Data for this exercise START

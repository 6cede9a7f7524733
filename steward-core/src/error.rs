use serde::{Deserialize, Serialize};
use thiserror::Error;

/// An error response from a resource store.
#[derive(Error, Deserialize, Serialize, Debug, Clone, Eq, PartialEq)]
#[error("{message}: {reason}")]
pub struct ErrorResponse {
    /// The status
    pub status: String,
    /// A message about the error
    #[serde(default)]
    pub message: String,
    /// The reason for the error
    #[serde(default)]
    pub reason: String,
    /// The error code
    pub code: u16,
}

impl ErrorResponse {
    fn failure(code: u16, reason: &str, message: String) -> Self {
        Self {
            status: "Failure".into(),
            message,
            reason: reason.into(),
            code,
        }
    }

    /// The object does not exist
    #[must_use]
    pub fn not_found(kind: &str, name: &str) -> Self {
        Self::failure(404, "NotFound", format!("{kind} \"{name}\" not found"))
    }

    /// An optimistic concurrency check failed
    #[must_use]
    pub fn conflict(kind: &str, name: &str) -> Self {
        Self::failure(
            409,
            "Conflict",
            format!("the object {kind} \"{name}\" has been modified; please apply your changes to the latest version and try again"),
        )
    }

    /// An object with the same name already exists
    #[must_use]
    pub fn already_exists(kind: &str, name: &str) -> Self {
        Self::failure(409, "AlreadyExists", format!("{kind} \"{name}\" already exists"))
    }

    /// The requested resource version is no longer retained
    #[must_use]
    pub fn expired(resource_version: &str) -> Self {
        Self::failure(410, "Expired", format!("too old resource version: {resource_version}"))
    }

    /// The object is invalid
    #[must_use]
    pub fn invalid(kind: &str, name: &str, why: &str) -> Self {
        Self::failure(422, "Invalid", format!("{kind} \"{name}\" is invalid: {why}"))
    }

    /// The store is temporarily unavailable
    #[must_use]
    pub fn unavailable(message: &str) -> Self {
        Self::failure(503, "ServiceUnavailable", message.into())
    }

    /// Whether this is a 404
    #[must_use]
    pub fn is_not_found(&self) -> bool {
        self.code == 404
    }

    /// Whether this is a 409 caused by a stale resource version
    #[must_use]
    pub fn is_conflict(&self) -> bool {
        self.code == 409 && self.reason == "Conflict"
    }

    /// Whether this is a 409 caused by a name collision on create
    #[must_use]
    pub fn is_already_exists(&self) -> bool {
        self.code == 409 && self.reason == "AlreadyExists"
    }

    /// Whether a watch must be restarted with a fresh list
    #[must_use]
    pub fn is_expired(&self) -> bool {
        self.code == 410
    }
}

Data for this exercise END

How to complete this task:
Please return all of the entries above, exactly and completely.

Written reply:
repository 6cede9a7f7524733
filename steward-core/src/error.rs
use serde::{Deserialize, Serialize};
use thiserror::Error;

/// An error response from a resource store.
#[derive(Error, Deserialize, Serialize, Debug, Clone, Eq, PartialEq)]
#[error("{message}: {reason}")]
pub struct ErrorResponse {
    /// The status
    pub status: String,
    /// A message about the error
    #[serde(default)]
    pub message: String,
    /// The reason for the error
    #[serde(default)]
    pub reason: String,
    /// The error code
    pub code: u16,
}

impl ErrorResponse {
    fn failure(code: u16, reason: &str, message: String) -> Self {
        Self {
            status: "Failure".into(),
            message,
            reason: reason.into(),
            code,
        }
    }

    /// The object does not exist
    #[must_use]
    pub fn not_found(kind: &str, name: &str) -> Self {
        Self::failure(404, "NotFound", format!("{kind} \"{name}\" not found"))
    }

    /// An optimistic concurrency check failed
    #[must_use]
    pub fn conflict(kind: &str, name: &str) -> Self {
        Self::failure(
            409,
            "Conflict",
            format!("the object {kind} \"{name}\" has been modified; please apply your changes to the latest version and try again"),
        )
    }

    /// An object with the same name already exists
    #[must_use]
    pub fn already_exists(kind: &str, name: &str) -> Self {
        Self::failure(409, "AlreadyExists", format!("{kind} \"{name}\" already exists"))
    }

    /// The requested resource version is no longer retained
    #[must_use]
    pub fn expired(resource_version: &str) -> Self {
        Self::failure(410, "Expired", format!("too old resource version: {resource_version}"))
    }

    /// The object is invalid
    #[must_use]
    pub fn invalid(kind: &str, name: &str, why: &str) -> Self {
        Self::failure(422, "Invalid", format!("{kind} \"{name}\" is invalid: {why}"))
    }

    /// The store is temporarily unavailable
    #[must_use]
    pub fn unavailable(message: &str) -> Self {
        Self::failure(503, "ServiceUnavailable", message.into())
    }

    /// Whether this is a 404
    #[must_use]
    pub fn is_not_found(&self) -> bool {
        self.code == 404
    }

    /// Whether this is a 409 caused by a stale resource version
    #[must_use]
    pub fn is_conflict(&self) -> bool {
        self.code == 409 && self.reason == "Conflict"
    }

    /// Whether this is a 409 caused by a name collision on create
    #[must_use]
    pub fn is_already_exists(&self) -> bool {
        self.code == 409 && self.reason == "AlreadyExists"
    }

    /// Whether a watch must be restarted with a fresh list
    #[must_use]
    pub fn is_expired(&self) -> bool {
        self.code == 410
    }
}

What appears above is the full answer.